A produção da homossexualidade como marca dos inimigos sociais constituiu uma importante técnica biopolítica de governo da ditadura, uma vez que, por meio desta tecnologia “(...) à medida que a vida, sua garantia e seu aperfeiçoamento tornam-se matéria das autoridades políticas, eles [a população] são ameaçados por potenciais técnicos e políticos de extermínio até então inimagináveis” (LEMKE, 2018, p. 61), como é o caso do que ocorreu nas investidas pré-invasão da América Latina, com o estimulo salvacionista quanto aos indígenas e sua simultânea produção discursiva como antropófagos, e os regimes nazi-fascistas com a reafirmação da identidade ariana em detrimento de todas as outras degeneradas e que, portanto, deveriam ser incluídas pelo trabalho forçado nos campos de concentração.

A lógica da política sexual da ditadura em Belo Horizonte dá indícios de uma atuação mais próxima das formas de atuação dos dispositivos securitário-disciplinares que subjazem ao Direito e que reproduzem, para além da Lei, a Norma. Sobre essa nova normatividade autoritária a governamentalidade se conduzirá e se sustentará pela produção de condicionantes de inteligibilidade social e reconhecimento jurídico.

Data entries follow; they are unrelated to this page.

// This Source Code Form is subject to the terms of the Mozilla Public
// License, v. 2.0. If a copy of the MPL was not distributed with this
// file, You can obtain one at https://mozilla.org/MPL/2.0/.

//! Closed planar polygons in schema units (meters)

use crate::error::{Error, Result};
use crate::transform::Transform;
use crate::triangulation::{calculate_polygon_normal, newell_vector, PlaneBasis};
use nalgebra::{Point2, Point3, Vector3};
use std::f64::consts::PI;

/// Consecutive vertices closer than this collapse into one
pub const VERTEX_TOLERANCE: f64 = 1e-6;

/// A closed ordered vertex sequence. The closing segment is implicit: the
/// last vertex never repeats the first.
#[derive(Debug, Clone, PartialEq)]
#[cfg_attr(feature = "serde", derive(serde::Serialize, serde::Deserialize))]
pub struct Polygon {
    vertices: Vec<Point3<f64>>,
}

impl Polygon {
    /// Build a polygon, dropping repeated consecutive vertices and a
    /// duplicated closing vertex
    pub fn new(vertices: Vec<Point3<f64>>) -> Result<Self> {
        let mut cleaned: Vec<Point3<f64>> = Vec::with_capacity(vertices.len());
        for v in vertices {
            if cleaned
                .last()
                .map_or(true, |last| (last - v).norm() > VERTEX_TOLERANCE)
            {
                cleaned.push(v);
            }
        }
        while cleaned.len() > 1 {
            let closes = match (cleaned.first(), cleaned.last()) {
                (Some(first), Some(last)) => (first - last).norm() <= VERTEX_TOLERANCE,
                _ => false,
            };
            if !closes {
                break;
            }
            cleaned.pop();
        }

        if cleaned.len() < 3 {
            return Err(Error::InvalidProfile(format!(
                "Polygon needs at least 3 distinct vertices, got {}",
                cleaned.len()
            )));
        }

        Ok(Self { vertices: cleaned })
    }

    /// Polygon on the XY plane
    pub fn from_xy(points: &[Point2<f64>]) -> Result<Self> {
        Self::new(points.iter().map(|p| Point3::new(p.x, p.y, 0.0)).collect())
    }

    /// Axis-aligned rectangle centered on the origin, counter-clockwise
    pub fn rectangle(width: f64, height: f64) -> Self {
        let half_w = width / 2.0;
        let half_h = height / 2.0;
        Self {
            vertices: vec![
                Point3::new(-half_w, -half_h, 0.0),
                Point3::new(half_w, -half_h, 0.0),
                Point3::new(half_w, half_h, 0.0),
                Point3::new(-half_w, half_h, 0.0),
            ],
        }
    }

    /// Regular polygon inscribed in a circle centered on the origin
    pub fn circle(radius: f64, sides: usize) -> Self {
        let sides = sides.max(3);
        let vertices = (0..sides)
            .map(|i| {
                let angle = (i as f64) * 2.0 * PI / (sides as f64);
                Point3::new(radius * angle.cos(), radius * angle.sin(), 0.0)
            })
            .collect();
        Self { vertices }
    }

    #[inline]
    pub fn vertices(&self) -> &[Point3<f64>] {
        &self.vertices
    }

    #[inline]
    pub fn len(&self) -> usize {
        self.vertices.len()
    }

    #[inline]
    pub fn is_empty(&self) -> bool {
        self.vertices.is_empty()
    }

    #[inline]
    pub fn start(&self) -> Point3<f64> {
        self.vertices[0]
    }

    /// Unit normal following the vertex winding
    pub fn normal(&self) -> Vector3<f64> {
        calculate_polygon_normal(&self.vertices)
    }

    /// Enclosed area, independent of orientation and plane
    pub fn area(&self) -> f64 {
        newell_vector(&self.vertices).norm() * 0.5
    }

    /// Shoelace area of the XY projection; positive when counter-clockwise
    pub fn signed_area_xy(&self) -> f64 {
        let n = self.vertices.len();
        let mut area = 0.0;
        for i in 0..n {
            let j = (i + 1) % n;
            area += self.vertices[i].x * self.vertices[j].y;
            area -= self.vertices[j].x * self.vertices[i].y;
        }
        area * 0.5
    }

    /// Vertex average
    pub fn centroid(&self) -> Point3<f64> {
        let sum = self
            .vertices
            .iter()
            .fold(Vector3::zeros(), |acc, p| acc + p.coords);
        Point3::from(sum / self.vertices.len() as f64)
    }

    /// Axis-aligned bounds (min, max)
    pub fn bounds(&self) -> (Point3<f64>, Point3<f64>) {
        bounds_of(&self.vertices)
    }

    /// Smallest Z over all vertices
    pub fn lowest_z(&self) -> f64 {
        self.vertices
            .iter()
            .map(|p| p.z)
            .fold(f64::INFINITY, f64::min)
    }

    /// Edges in order, including the closing edge
    pub fn segments(&self) -> impl Iterator<Item = (Point3<f64>, Point3<f64>)> + '_ {
        let n = self.vertices.len();
        (0..n).map(move |i| (self.vertices[i], self.vertices[(i + 1) % n]))
    }

    pub fn reversed(&self) -> Polygon {
        let mut vertices = self.vertices.clone();
        vertices.reverse();
        Polygon { vertices }
    }

    pub fn transformed(&self, transform: &Transform) -> Polygon {
        Polygon {
            vertices: self
                .vertices
                .iter()
                .map(|p| transform.apply_point(p))
                .collect(),
        }
    }

    pub fn translated(&self, offset: Vector3<f64>) -> Polygon {
        Polygon {
            vertices: self.vertices.iter().map(|p| p + offset).collect(),
        }
    }

    /// Basis on the polygon's own plane, anchored at its first vertex
    pub fn plane(&self) -> PlaneBasis {
        PlaneBasis::new(self.vertices[0], self.normal())
    }

    /// Whether `point` lies on the polygon's plane (within `tolerance`) and
    /// inside or on its boundary
    pub fn contains(&self, point: &Point3<f64>, tolerance: f64) -> bool {
        let plane = self.plane();
        if plane.elevation(point).abs() > tolerance {
            return false;
        }
        let contour: Vec<Point2<f64>> = self.vertices.iter().map(|p| plane.project(p)).collect();
        let target = plane.project(point);
        point_in_contour(&target, &contour) || distance_to_contour(&target, &contour) <= tolerance
    }
}

pub(crate) fn bounds_of(points: &[Point3<f64>]) -> (Point3<f64>, Point3<f64>) {
    let mut min = Point3::new(f64::INFINITY, f64::INFINITY, f64::INFINITY);
    let mut max = Point3::new(f64::NEG_INFINITY, f64::NEG_INFINITY, f64::NEG_INFINITY);
    for p in points {
        min.x = min.x.min(p.x);
        min.y = min.y.min(p.y);
        min.z = min.z.min(p.z);
        max.x = max.x.max(p.x);
        max.y = max.y.max(p.y);
        max.z = max.z.max(p.z);
    }
    (min, max)
}

/// Check if a point is inside a contour using ray casting
pub fn point_in_contour(point: &Point2<f64>, contour: &[Point2<f64>]) -> bool {
    if contour.len() < 3 {
        return false;
    }

    let mut inside = false;
    let n = contour.len();

    let mut j = n - 1;
    for i in 0..n {
        let pi = &contour[i];
        let pj = &contour[j];

        if ((pi.y > point.y) != (pj.y > point.y))
            && (point.x < (pj.x - pi.x) * (point.y - pi.y) / (pj.y - pi.y) + pi.x)
        {
            inside = !inside;
        }
        j = i;
    }

    inside
}

fn distance_to_contour(point: &Point2<f64>, contour: &[Point2<f64>]) -> f64 {
    let n = contour.len();
    (0..n)
        .map(|i| {
            let a = contour[i];
            let b = contour[(i + 1) % n];
            let ab = b - a;
            let len_sq = ab.norm_squared();
            let t = if len_sq < 1e-24 {
                0.0
            } else {
                ((point - a).dot(&ab) / len_sq).clamp(0.0, 1.0)
            };
            (point - (a + ab * t)).norm()
        })
        .fold(f64::INFINITY, f64::min)
}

A instrumentalização de discursos criminológicos, psiquiátricos, médicos para tratar das sexodissidências foi prática recorrente. O produto, e talvez o próprio meio para realização destas funções, foi a investida deslegitimadora e desqualificadora dessas experiências queers que prepararam o terreno a administração biopolítica do aparecimento em público. Da produção das sexodissidências a partir da diferença, da categorização, do estigma, se incluiu mais um código que deveria ser traduzido para um corpo ou subjetividade acessar a cidadania, logo, o espaço público. Enquanto política estatal, a governamentalidade das sexualidades utilizou-se de diversos meios, ou técnicas de governo, para manter-se e reproduzir-se:

Interditar certas práticas, expulsar dos espaços públicos certos corpos, impedir o fluxo de afetos e desejos, modular discursos de estigmatização, foram ações bem combinadas do aparelho repressivo, sobretudo nos campos da censura, das informações e das polícias. (QUINALHA, 2018, p. 33)

Diversos autores afirmar que, nessa intensa busca por conhecer, apreender e limitar as sexualidades, a ditadura civil-militar atrasou a aprendizagem social ao tentar incessantemente regular experiências irreguláveis. O sexo, a sexualidade e o desejo são expressões que escapam qualquer forma de racionalidade e, tentar apreendê-los para contê-los, a partir da hipótese repressiva foucaultiana, só viabilizou mais formas de exercê-lo de forma anormal, ou seja, fora da norma. Nota-se que o processo de recrudescimento conservador durante a ditadura teve seu ápice após o AI-5, em 1968. Ao mesmo tempo, acontecia a efervescência político-sexual de 68 ao redor do mundo, experiência esta que o Brasil se viu impossibilitado de gozar devido aos aparelhos de vigilância que buscava cada vez mais assimilar o sexo como algo governamentalizável.